POLL: Clinton Fends Off Obama in N.H. With More Committed Support
Clinton Holding Off Obama in New Hampshire
ANALYSIS by GARY LANGER

Dec. 5, 2007 —

Hillary Clinton is holding off Barack Obama in New Hampshire with a single-digit but seemingly solid lead, scoring more committed and enthusiastic support, higher trust to handle pressing issues and broad margins on leadership, experience and electability.

Obama is challenging Clinton in Iowa, and this ABC News/Washington Post poll puts him potentially within striking distance in New Hampshire as well. But some of the underlying currents boosting Obama in Iowa are less powerful here, with Clinton's support more settled.


Among likely voters in the Democratic primary, Clinton has 35 percent support, Obama 29 percent, John Edwards 17 percent and Bill Richardson 10 percent, with others in the low single digits. That compares to a 30-26 percent Obama-Clinton race in Iowa in an ABC/Post poll there two weeks ago.

Clinton's lead in New Hampshire inches up in lower-turnout scenarios, suggesting her support is more reliable. Moreover, among those who've definitely decided on their candidate, she leads Obama by a wide 43-28 percent; and among the most enthusiastic likely voters she leads him by 45-24 percent. There's no such difference in Iowa.

Looking at the flipside, changeability, among the one in four likely voters who say there's a good chance they may change their minds, 23 percent currently support Clinton, 36 percent Obama. That suggests he's more vulnerable to reconsideration.

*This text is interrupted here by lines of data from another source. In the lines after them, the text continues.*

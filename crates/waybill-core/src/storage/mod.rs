mod record_store;

pub use record_store::{InMemoryRecordStore, RecordStore, StoreError};
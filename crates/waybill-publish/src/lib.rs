//! Publication of shipment records to an IPFS node over its HTTP API.

use anyhow::{anyhow, Context, Result};
use async_trait::async_trait;
use reqwest::{
    header::{HeaderMap, HeaderValue, USER_AGENT},
    multipart::{Form, Part},
};
use serde::{Deserialize, Serialize};
use tracing::{info, instrument};
use waybill_core::{
    publish::ContentPublisher,
    record::{ContentId, ShipmentRecord},
};

/// IPFS HTTP API configuration.
#[derive(Debug, Clone, Deserialize, Serialize, PartialEq, Eq)]
pub struct IpfsConfig {
    /// Base URL of the node's RPC API, e.g. `http://127.0.0.1:5001`.
    pub api_base: String,
    #[serde(default = "default_pin")]
    pub pin: bool,
}

fn default_pin() -> bool {
    true
}

impl IpfsConfig {
    pub fn new(api_base: impl Into<String>) -> Self {
        Self {
            api_base: api_base.into(),
            pin: default_pin(),
        }
    }
}

pub struct IpfsPublisher {
    cfg: IpfsConfig,
    client: reqwest::Client,
}

impl IpfsPublisher {
    pub fn new(cfg: IpfsConfig) -> Self {
        Self {
            cfg,
            client: reqwest::Client::new(),
        }
    }

    fn add_url(&self) -> String {
        format!(
            "{}/api/v0/add?pin={}",
            self.cfg.api_base.trim_end_matches('/'),
            self.cfg.pin
        )
    }

    fn headers() -> HeaderMap {
        let mut headers = HeaderMap::new();
        headers.insert(USER_AGENT, HeaderValue::from_static("waybill"));
        headers
    }
}

#[async_trait]
impl ContentPublisher for IpfsPublisher {
    fn name(&self) -> &'static str {
        "ipfs"
    }

    #[instrument(skip_all, fields(api = %self.cfg.api_base, product_id = %record.product_id))]
    async fn publish(&self, record: &ShipmentRecord) -> Result<ContentId> {
        let body = record.to_json().context("serialize record")?;
        let part = Part::bytes(body)
            .file_name(format!("{}.json", record.product_id))
            .mime_str("application/json")?;
        let form = Form::new().part("file", part);

        let text = self
            .client
            .post(self.add_url())
            .headers(Self::headers())
            .multipart(form)
            .send()
            .await?
            .error_for_status()?
            .text()
            .await?;
        let id = parse_add_response(&text)?;
        info!(%id, "record published");
        Ok(id)
    }
}

#[derive(Debug, Deserialize)]
#[serde(rename_all = "PascalCase")]
struct AddResponse {
    hash: String,
}

/// `add` answers with one JSON object per line; the last one names the root.
fn parse_add_response(body: &str) -> Result<ContentId> {
    let line = body
        .lines()
        .rev()
        .find(|l| !l.trim().is_empty())
        .ok_or_else(|| anyhow!("empty response from ipfs add"))?;
    let resp: AddResponse =
        serde_json::from_str(line).with_context(|| format!("unexpected ipfs add response: {line}"))?;
    Ok(ContentId(resp.hash))
}
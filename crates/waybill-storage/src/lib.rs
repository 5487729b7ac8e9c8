//! Concrete storage implementations with encryption at rest.
//! Uses AES-256-GCM records persisted in a single-table SQLite database.

pub mod cipher;
pub mod sealed_store;
pub mod sqlite_store;
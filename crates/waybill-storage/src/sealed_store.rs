use thiserror::Error;
use tracing::instrument;
use waybill_core::storage::{RecordStore, StoreError};

use crate::cipher::{CipherError, KeyMaterial, RecordCipher};

#[derive(Debug, Error, PartialEq, Eq)]
pub enum SealedStoreError {
    #[error(transparent)]
    Cipher(#[from] CipherError),
    #[error(transparent)]
    Store(#[from] StoreError),
}

/// Encrypt-then-store wrapper over any `RecordStore`.
/// Values are persisted as `nonce ‖ ciphertext ‖ tag`; plaintext never reaches the store.
pub struct SealedStore<S: RecordStore> {
    store: S,
    cipher: RecordCipher,
}

impl<S: RecordStore> SealedStore<S> {
    pub fn new(store: S, key: &KeyMaterial) -> Result<Self, CipherError> {
        Ok(Self {
            store,
            cipher: RecordCipher::from_material(key)?,
        })
    }

    #[instrument(skip_all, fields(key = %key))]
    pub fn seal_and_put(&self, key: &str, plaintext: &[u8]) -> Result<(), SealedStoreError> {
        let record = self.cipher.encrypt(plaintext)?;
        self.store.put(key, &record)?;
        Ok(())
    }

    #[instrument(skip_all, fields(key = %key))]
    pub fn get_and_open(&self, key: &str) -> Result<Vec<u8>, SealedStoreError> {
        let record = self.store.get(key)?;
        Ok(self.cipher.decrypt(&record)?)
    }

    pub fn store(&self) -> &S {
        &self.store
    }

    pub fn close(&self) -> Result<(), StoreError> {
        self.store.close()
    }
}
use std::{
    collections::BTreeMap,
    fs::{self, OpenOptions},
    io::Write,
    path::{Path, PathBuf},
};

use color_eyre::Result;
use dirs::{config_dir, data_dir};
use waybill_core::settings::{ConfigError, Settings, DB_PATH, ENCRYPTION_KEY};

/// Resolve the config path: explicit override, else `~/.config/waybill/config.toml`
/// (platform-specific).
pub fn resolve_path(explicit: Option<PathBuf>) -> Result<PathBuf> {
    match explicit {
        Some(path) => Ok(path),
        None => default_path(),
    }
}

pub fn default_path() -> Result<PathBuf> {
    let base = config_dir().ok_or_else(|| color_eyre::eyre::eyre!("no config dir available"))?;
    Ok(base.join("waybill").join("config.toml"))
}

/// Default database location written into new configs.
pub fn default_db_path() -> Result<PathBuf> {
    let base = data_dir().ok_or_else(|| color_eyre::eyre::eyre!("no data dir available"))?;
    Ok(base.join("waybill").join("waybill.db"))
}

/// Load settings from a flat TOML table, or JSON object when the file ends in `.json`.
/// A missing file is fatal; there are no built-in defaults for required keys.
pub fn load_settings(path: impl AsRef<Path>) -> Result<Settings, ConfigError> {
    let path = path.as_ref();
    let shown = path.display().to_string();
    if !path.exists() {
        return Err(ConfigError::FileMissing { path: shown });
    }
    let contents = fs::read_to_string(path).map_err(|e| ConfigError::Parse {
        path: shown.clone(),
        reason: e.to_string(),
    })?;

    let is_json = path
        .extension()
        .is_some_and(|ext| ext.eq_ignore_ascii_case("json"));
    let values = if is_json {
        parse_json(&contents)
    } else {
        parse_toml(&contents)
    }
    .map_err(|reason| ConfigError::Parse {
        path: shown,
        reason,
    })?;
    Ok(Settings::new(values))
}

fn parse_toml(contents: &str) -> Result<BTreeMap<String, String>, String> {
    let table: BTreeMap<String, toml::Value> = toml::from_str(contents).map_err(|e| e.to_string())?;
    table
        .into_iter()
        .map(|(key, value)| {
            let value = match value {
                toml::Value::String(s) => s,
                toml::Value::Integer(n) => n.to_string(),
                toml::Value::Float(f) => f.to_string(),
                toml::Value::Boolean(b) => b.to_string(),
                other => return Err(format!("{key}: expected a scalar, got {}", other.type_str())),
            };
            Ok((key, value))
        })
        .collect()
}

fn parse_json(contents: &str) -> Result<BTreeMap<String, String>, String> {
    let object: BTreeMap<String, serde_json::Value> =
        serde_json::from_str(contents).map_err(|e| e.to_string())?;
    object
        .into_iter()
        .map(|(key, value)| {
            let value = match value {
                serde_json::Value::String(s) => s,
                serde_json::Value::Number(n) => n.to_string(),
                serde_json::Value::Bool(b) => b.to_string(),
                _ => return Err(format!("{key}: expected a scalar value")),
            };
            Ok((key, value))
        })
        .collect()
}

/// Write a starter config at `path` unless one already exists (never clobbers
/// user edits). Returns the path either way. The file holds the record key, so
/// on unix it is created owner-only (0600).
pub fn write_template_if_missing(path: &Path, db_path: &Path, encoded_key: &str) -> Result<PathBuf> {
    if path.exists() {
        return Ok(path.to_path_buf());
    }
    if let Some(parent) = path.parent() {
        fs::create_dir_all(parent)?;
    }
    let mut table = BTreeMap::new();
    table.insert(DB_PATH, db_path.display().to_string());
    table.insert(ENCRYPTION_KEY, encoded_key.to_string());
    let body = toml::to_string_pretty(&table)?;

    let mut options = OpenOptions::new();
    options.write(true).create_new(true);
    #[cfg(unix)]
    {
        use std::os::unix::fs::OpenOptionsExt;
        options.mode(0o600);
    }
    let mut file = options.open(path)?;
    file.write_all(body.as_bytes())?;
    Ok(path.to_path_buf())
}
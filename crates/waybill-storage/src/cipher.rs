use aes_gcm::{
    aead::{Aead, KeyInit},
    Aes256Gcm, Nonce,
};
use base64::{engine::general_purpose, Engine as _};
use rand::{rngs::OsRng, RngCore};
use thiserror::Error;
use tracing::debug;

/// AES-256 key length in bytes.
pub const KEY_LEN: usize = 32;
/// AES-GCM nonce length in bytes.
pub const NONCE_LEN: usize = 12;
/// AES-GCM authentication tag length in bytes.
pub const TAG_LEN: usize = 16;

#[derive(Debug, Error, PartialEq, Eq)]
pub enum CipherError {
    /// The random source could not produce a nonce.
    #[error("crypto init failed: {0}")]
    CryptoInit(String),
    #[error("invalid key length: expected {expected} bytes, got {actual}")]
    InvalidKeyLength { expected: usize, actual: usize },
    #[error("encrypt failed: {0}")]
    Encrypt(String),
    /// Record too short to hold a nonce and tag.
    #[error("malformed record: {len} bytes")]
    Malformed { len: usize },
    /// Authentication failed: wrong key or tampered record.
    #[error("decrypt failed: record did not authenticate")]
    Decrypt,
}

/// Key material used for encryption at rest.
#[derive(Clone, PartialEq, Eq)]
pub struct KeyMaterial {
    /// Identifier for logging/rotation (never log key bytes).
    pub id: String,
    /// 256-bit symmetric key.
    pub bytes: [u8; KEY_LEN],
}

impl std::fmt::Debug for KeyMaterial {
    fn fmt(&self, f: &mut std::fmt::Formatter<'_>) -> std::fmt::Result {
        f.debug_struct("KeyMaterial")
            .field("id", &self.id)
            .field("bytes", &"<redacted>")
            .finish()
    }
}

impl KeyMaterial {
    pub fn from_bytes(bytes: &[u8]) -> Result<Self, CipherError> {
        let key: [u8; KEY_LEN] = bytes.try_into().map_err(|_| CipherError::InvalidKeyLength {
            expected: KEY_LEN,
            actual: bytes.len(),
        })?;
        Ok(Self {
            id: "default".to_string(),
            bytes: key,
        })
    }

    /// Decode the `encryption_key` setting: base64 of 32 bytes, or a raw
    /// 32-byte string. Whitespace is only stripped for the base64 form; raw
    /// keys are used byte for byte.
    pub fn from_setting(secret: &str) -> Result<Self, CipherError> {
        match general_purpose::STANDARD.decode(secret.trim()) {
            Ok(decoded) if decoded.len() == KEY_LEN => Self::from_bytes(&decoded),
            Ok(decoded) if secret.len() != KEY_LEN => Err(CipherError::InvalidKeyLength {
                expected: KEY_LEN,
                actual: decoded.len(),
            }),
            _ => Self::from_bytes(secret.as_bytes()),
        }
    }

    pub fn generate() -> Result<Self, CipherError> {
        let mut bytes = [0u8; KEY_LEN];
        OsRng
            .try_fill_bytes(&mut bytes)
            .map_err(|e| CipherError::CryptoInit(e.to_string()))?;
        Ok(Self {
            id: "default".to_string(),
            bytes,
        })
    }

    /// Base64 form suitable for the `encryption_key` setting.
    pub fn encode(&self) -> String {
        general_purpose::STANDARD.encode(self.bytes)
    }
}

/// Authenticated encryption of records as `nonce ‖ ciphertext ‖ tag`.
#[derive(Clone)]
pub struct RecordCipher {
    cipher: Aes256Gcm,
    key_id: String,
}

impl RecordCipher {
    pub fn new(key: &[u8]) -> Result<Self, CipherError> {
        Self::from_material(&KeyMaterial::from_bytes(key)?)
    }

    pub fn from_material(material: &KeyMaterial) -> Result<Self, CipherError> {
        let cipher = Aes256Gcm::new_from_slice(&material.bytes).map_err(|_| {
            CipherError::InvalidKeyLength {
                expected: KEY_LEN,
                actual: material.bytes.len(),
            }
        })?;
        Ok(Self {
            cipher,
            key_id: material.id.clone(),
        })
    }

    /// Encrypt under a fresh random nonce.
    pub fn encrypt(&self, plaintext: &[u8]) -> Result<Vec<u8>, CipherError> {
        let mut nonce = [0u8; NONCE_LEN];
        OsRng
            .try_fill_bytes(&mut nonce)
            .map_err(|e| CipherError::CryptoInit(e.to_string()))?;

        let sealed = self
            .cipher
            .encrypt(Nonce::from_slice(&nonce), plaintext)
            .map_err(|e| CipherError::Encrypt(e.to_string()))?;

        let mut record = Vec::with_capacity(NONCE_LEN + sealed.len());
        record.extend_from_slice(&nonce);
        record.extend_from_slice(&sealed);
        debug!(key_id = %self.key_id, len = record.len(), "record sealed");
        Ok(record)
    }

    pub fn decrypt(&self, record: &[u8]) -> Result<Vec<u8>, CipherError> {
        if record.len() < NONCE_LEN + TAG_LEN {
            return Err(CipherError::Malformed { len: record.len() });
        }
        let (nonce, sealed) = record.split_at(NONCE_LEN);
        self.cipher
            .decrypt(Nonce::from_slice(nonce), sealed)
            .map_err(|_| CipherError::Decrypt)
    }
}

/// One-shot encryption with a raw key.
pub fn encrypt(plaintext: &[u8], key: &[u8]) -> Result<Vec<u8>, CipherError> {
    RecordCipher::new(key)?.encrypt(plaintext)
}

/// One-shot decryption with a raw key.
pub fn decrypt(record: &[u8], key: &[u8]) -> Result<Vec<u8>, CipherError> {
    RecordCipher::new(key)?.decrypt(record)
}
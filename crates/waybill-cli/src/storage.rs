use std::path::Path;

use color_eyre::Result;
use tracing::debug;
use waybill_core::{
    record::ShipmentRecord,
    settings::Settings,
    storage::{RecordStore, StoreError},
};
use waybill_storage::{cipher::KeyMaterial, sealed_store::SealedStore, sqlite_store::SqliteRecordStore};

/// Decode the configured record key.
pub fn key_from_settings(settings: &Settings) -> Result<KeyMaterial> {
    Ok(KeyMaterial::from_setting(settings.encryption_key()?)?)
}

/// Open the configured SQLite store behind the configured key, creating the
/// database when it does not exist yet.
pub fn store_from_settings(settings: &Settings) -> Result<SealedStore<SqliteRecordStore>> {
    sealed_from_settings(settings, |path| SqliteRecordStore::open(path))
}

/// Like [`store_from_settings`], but a missing database is an error instead of
/// a fresh empty file. Used by the read-only commands.
pub fn existing_store_from_settings(settings: &Settings) -> Result<SealedStore<SqliteRecordStore>> {
    sealed_from_settings(settings, |path| SqliteRecordStore::open_existing(path))
}

fn sealed_from_settings(
    settings: &Settings,
    open: impl FnOnce(&Path) -> Result<SqliteRecordStore, StoreError>,
) -> Result<SealedStore<SqliteRecordStore>> {
    let key = key_from_settings(settings)?;
    let root = settings.db_path()?;
    debug!(?root, key_id = %key.id, "initializing encrypted store");
    let store = open(&root)?;
    Ok(SealedStore::new(store, &key)?)
}

/// Fetch, decrypt and decode the record stored under `key`.
pub fn load_record<S: RecordStore>(store: &SealedStore<S>, key: &str) -> Result<ShipmentRecord> {
    let plaintext = store.get_and_open(key)?;
    Ok(ShipmentRecord::from_json(&plaintext)?)
}

/// Helper for tests to construct a sealed in-memory store with a fixed key.
#[cfg(test)]
pub fn test_store() -> SealedStore<waybill_core::storage::InMemoryRecordStore> {
    let key = KeyMaterial::from_bytes(&[9u8; waybill_storage::cipher::KEY_LEN]).expect("key");
    SealedStore::new(waybill_core::storage::InMemoryRecordStore::new(), &key).expect("store")
}
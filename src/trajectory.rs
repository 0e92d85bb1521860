use serde::Serialize;
use serde_json::{Map, Value};

/// Field mapping handed to consumers that want a record without the type,
/// keyed `id`, `name`, `description`, `actual_travel_time` and `delay`.
pub type TrajectoryFields = Map<String, Value>;

/// A route saved on the user's Verkeerscentrum account.
#[derive(Debug, Clone, PartialEq, Eq, Serialize)]
pub struct Trajectory {
    pub id: Option<String>,
    pub name: Option<String>,
    pub description: Option<String>,
    /// Current travel time in minutes.
    pub actual_travel_time: Option<u32>,
    /// Minutes on top of the usual travel time, 0 when the site shows no delay.
    pub delay: u32,
}

impl Trajectory {
    pub fn to_fields(&self) -> TrajectoryFields {
        let mut fields = Map::new();
        fields.insert("id".to_string(), self.id.clone().into());
        fields.insert("name".to_string(), self.name.clone().into());
        fields.insert("description".to_string(), self.description.clone().into());
        fields.insert(
            "actual_travel_time".to_string(),
            self.actual_travel_time.into(),
        );
        fields.insert("delay".to_string(), self.delay.into());
        fields
    }

    /// Label used when offering the trajectory for selection, `"<description> (<name>)"`.
    pub fn option_label(&self) -> String {
        format!(
            "{} ({})",
            self.description.as_deref().unwrap_or("?"),
            self.name.as_deref().unwrap_or("?")
        )
    }
}
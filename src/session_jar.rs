//! Cookie storage owned by the client.
//!
//! `reqwest` hands every `Set-Cookie` header it sees to this jar (redirect hops
//! included) and asks it for the `Cookie` header on each request. Cookies are
//! scoped to the host, path and scheme they were set for, so a redirect to
//! another site never carries the session along. Unlike the built-in jar this
//! one keeps the raw `expires` attribute around, which is what the session
//! validity check needs.

use std::collections::HashMap;
use std::net::IpAddr;

use chrono::{DateTime, NaiveDateTime, Utc};
use cookie::Cookie;
use log::debug;
use parking_lot::RwLock;
use reqwest::Url;
use reqwest::cookie::CookieStore;
use reqwest::header::HeaderValue;

/// Drupal names its session cookie `SSESS<hash>`.
pub const SESSION_COOKIE_PREFIX: &str = "SSESS";

// The timezone abbreviation is split off before parsing, see `parse_cookie_expiry`.
const EXPIRES_FORMAT: &str = "%a, %d-%b-%Y %H:%M:%S";

/// Name, domain and path identify a cookie; a second one with the same triple replaces it.
type CookieKey = (String, String, String);

#[derive(Debug, Clone, PartialEq, Eq)]
pub struct StoredCookie {
    pub name: String,
    pub value: String,
    /// Lowercased host or `Domain` attribute, without a leading dot.
    pub domain: String,
    /// Set without a `Domain` attribute: only sent back to exactly `domain`.
    pub host_only: bool,
    pub path: String,
    pub secure: bool,
    /// Raw `expires` attribute, e.g. `Wed, 21-Oct-2026 07:28:00 GMT`.
    pub expires: Option<String>,
    pub max_age: Option<i64>,
}

impl StoredCookie {
    /// Parses a `Set-Cookie` header value received in the response to `url`.
    ///
    /// Returns `None` for malformed headers and for cookies that claim a
    /// domain the responding host does not belong to.
    pub fn parse(header: &str, url: &Url) -> Option<Self> {
        let cookie = Cookie::parse(header).ok()?;
        let host = url.host_str()?.to_ascii_lowercase();

        let (domain, host_only) = match cookie.domain() {
            Some(domain) if !domain.is_empty() => {
                let domain = domain.trim_start_matches('.').to_ascii_lowercase();
                if !domain_matches(&host, &domain) {
                    debug!("Cookie {} for {domain} rejected from {host}", cookie.name());
                    return None;
                }
                (domain, false)
            }
            _ => (host, true),
        };
        let path = match cookie.path() {
            Some(path) if path.starts_with('/') => path.to_string(),
            _ => default_path(url),
        };

        Some(Self {
            name: cookie.name().to_string(),
            value: cookie.value().to_string(),
            domain,
            host_only,
            path,
            secure: cookie.secure().unwrap_or(false),
            expires: raw_attribute(header, "expires"),
            max_age: cookie.max_age().map(|max_age| max_age.whole_seconds()),
        })
    }

    pub fn expires_at(&self) -> Option<DateTime<Utc>> {
        self.expires.as_deref().and_then(parse_cookie_expiry)
    }

    /// A cookie sent with a lifetime that already ran out is the server's way of deleting it.
    fn is_removal(&self, now: DateTime<Utc>) -> bool {
        self.max_age.is_some_and(|max_age| max_age <= 0)
            || self.expires_at().is_some_and(|expires| expires <= now)
    }

    /// Whether a request to `url` should carry this cookie.
    pub fn applies_to(&self, url: &Url) -> bool {
        let Some(host) = url.host_str() else {
            return false;
        };
        let host = host.to_ascii_lowercase();
        let host_fits = if self.host_only {
            host == self.domain
        } else {
            domain_matches(&host, &self.domain)
        };

        host_fits && path_matches(url.path(), &self.path) && (!self.secure || url.scheme() == "https")
    }

    fn key(&self) -> CookieKey {
        (self.name.clone(), self.domain.clone(), self.path.clone())
    }
}

/// `host` is `domain` itself or one of its subdomains. IP addresses only match exactly.
fn domain_matches(host: &str, domain: &str) -> bool {
    if host == domain {
        return true;
    }
    host.parse::<IpAddr>().is_err()
        && host
            .strip_suffix(domain)
            .is_some_and(|subdomain| subdomain.ends_with('.'))
}

fn path_matches(request_path: &str, cookie_path: &str) -> bool {
    match request_path.strip_prefix(cookie_path) {
        Some(rest) => rest.is_empty() || cookie_path.ends_with('/') || rest.starts_with('/'),
        None => false,
    }
}

/// Directory of the request path: `/user/login` gives `/user`, `/` and `/login` give `/`.
fn default_path(url: &Url) -> String {
    let path = url.path();
    match path.rfind('/') {
        Some(0) | None => "/".to_string(),
        Some(end) => path[..end].to_string(),
    }
}

fn raw_attribute(header: &str, name: &str) -> Option<String> {
    header
        .split(';')
        .skip(1)
        .filter_map(|attribute| attribute.split_once('='))
        .find(|(key, _)| key.trim().eq_ignore_ascii_case(name))
        .map(|(_, value)| value.trim().to_string())
}

/// Parses a cookie expiry of the form `Wed, 21-Oct-2026 07:28:00 GMT`.
///
/// Only `GMT` and `UTC` are accepted as zone; both mean UTC.
pub fn parse_cookie_expiry(raw: &str) -> Option<DateTime<Utc>> {
    let (stamp, zone) = raw.trim().rsplit_once(' ')?;
    if !matches!(zone, "GMT" | "UTC") {
        return None;
    }
    NaiveDateTime::parse_from_str(stamp, EXPIRES_FORMAT)
        .ok()
        .map(|naive| naive.and_utc())
}

/// True only when a session cookie is present and the latest expiry among the
/// session cookies lies strictly after `now`.
///
/// A session cookie whose expiry is missing or can't be parsed counts as expired.
pub fn session_is_valid(cookies: &[StoredCookie], now: DateTime<Utc>) -> bool {
    cookies
        .iter()
        .filter(|cookie| cookie.name.starts_with(SESSION_COOKIE_PREFIX))
        .filter_map(StoredCookie::expires_at)
        .max()
        .is_some_and(|expires| expires > now)
}

#[derive(Debug, Default)]
pub struct SessionJar {
    cookies: RwLock<HashMap<CookieKey, StoredCookie>>,
}

impl SessionJar {
    pub fn new() -> Self {
        Self::default()
    }

    pub fn store(&self, cookie: StoredCookie) {
        let mut cookies = self.cookies.write();
        if cookie.is_removal(Utc::now()) {
            debug!("Cookie {} removed by server", cookie.name);
            cookies.remove(&cookie.key());
        } else {
            debug!("Cookie {} stored for {}{}", cookie.name, cookie.domain, cookie.path);
            cookies.insert(cookie.key(), cookie);
        }
    }

    /// Every stored cookie, ordered by name, domain and path.
    pub fn snapshot(&self) -> Vec<StoredCookie> {
        let mut cookies: Vec<StoredCookie> = self.cookies.read().values().cloned().collect();
        cookies.sort_by_key(StoredCookie::key);
        cookies
    }

    pub fn session_is_valid(&self, now: DateTime<Utc>) -> bool {
        session_is_valid(&self.snapshot(), now)
    }

    pub fn clear(&self) {
        self.cookies.write().clear();
    }
}

impl CookieStore for SessionJar {
    fn set_cookies(&self, cookie_headers: &mut dyn Iterator<Item = &HeaderValue>, url: &Url) {
        for header in cookie_headers {
            let Ok(raw) = header.to_str() else {
                continue;
            };
            if let Some(cookie) = StoredCookie::parse(raw, url) {
                self.store(cookie);
            }
        }
    }

    fn cookies(&self, url: &Url) -> Option<HeaderValue> {
        let cookies = self.cookies.read();
        let mut matching: Vec<&StoredCookie> = cookies
            .values()
            .filter(|cookie| cookie.applies_to(url))
            .collect();
        if matching.is_empty() {
            return None;
        }
        // More specific paths first, then by name so the header is stable.
        matching.sort_by(|a, b| {
            b.path
                .len()
                .cmp(&a.path.len())
                .then_with(|| a.name.cmp(&b.name))
        });

        let header = matching
            .iter()
            .map(|cookie| format!("{}={}", cookie.name, cookie.value))
            .collect::<Vec<_>>()
            .join("; ");
        HeaderValue::from_str(&header).ok()
    }
}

At the same time Obama is taking full advantage of Clinton's weaknesses. A perceived lack of forthrightness continues to dog her; 41 percent in New Hampshire say Clinton's not willing enough to say what she really thinks, twice as many as say that about her chief competitors. And among those people, hardly any -- just 7 percent -- support her, while 41 percent support Obama.

Additionally, a majority of likely voters in the state seek "a new direction and new ideas" -- a page from Obama's playbook -- rather than strength and experience. And "new direction" voters favor Obama over Clinton by 44 percent to 19 percent. Those who place more value on strength and experience, by contrast, are with Clinton by nearly 6-1.

Obama's lead among "new direction" voters is similar to what it is in the same group in Iowa (and that group is about the same size). But Clinton's advantage among "strength and experience" voters is much bigger in New Hampshire; that theme's stronger resonance in the Granite State is key to her lead.

For all this, a total of 51 percent of Democratic likely voters in New Hampshire say they still might change their minds -- fewer than the 61 percent who say so in the Republican race, but still indicating substantial room to move.

Additionally, 27 percent say they may take the results of the Iowa caucuses, five days before the New Hampshire primary, into account, although fewer than half of them say they'll give it much weight.

GROUPS -- Obama's running competitively with Clinton among men, younger likely voters and political independents; she owes her advantage to women (particularly single women), older voters (particularly senior citizens) and mainline Democrats.

Clinton's better standing among Democrats (41 percent support, and a 15-point lead over Obama) as opposed to independents (27 percent, to Obama's 31) is notable. Again, there's no such difference in Iowa, a much lower-turnout event. In New Hampshire, Obama's helped by the fact that an unusually large number of independents participate (46 percent in this poll are registered independents, about their share in the 2004 primary). But in other states, where primary voting is limited to party registrants, Clinton could gain.

To address weaknesses among population groups, Clinton may look at married men, among whom she has just 24 percent support; the most highly educated voters, 23 percent; and, as noted, younger adults. She's supported by 27 percent of likely voters under age 40, compared with 44 percent of those 65 and older. The patterns are similar in national ABC/Post polling.

Clinton's advantage among women also shows up in the 19 percent of likely voters who say the fact that she'd be the first woman president makes them more likely to support her. Women are twice as likely as men to say so, 24 percent vs. 12 percent, rising to 32 percent of single women (which includes divorced and widowed women as well as those never married). It's also higher among Democrats vs. independents, among older people and among liberals vs. moderates.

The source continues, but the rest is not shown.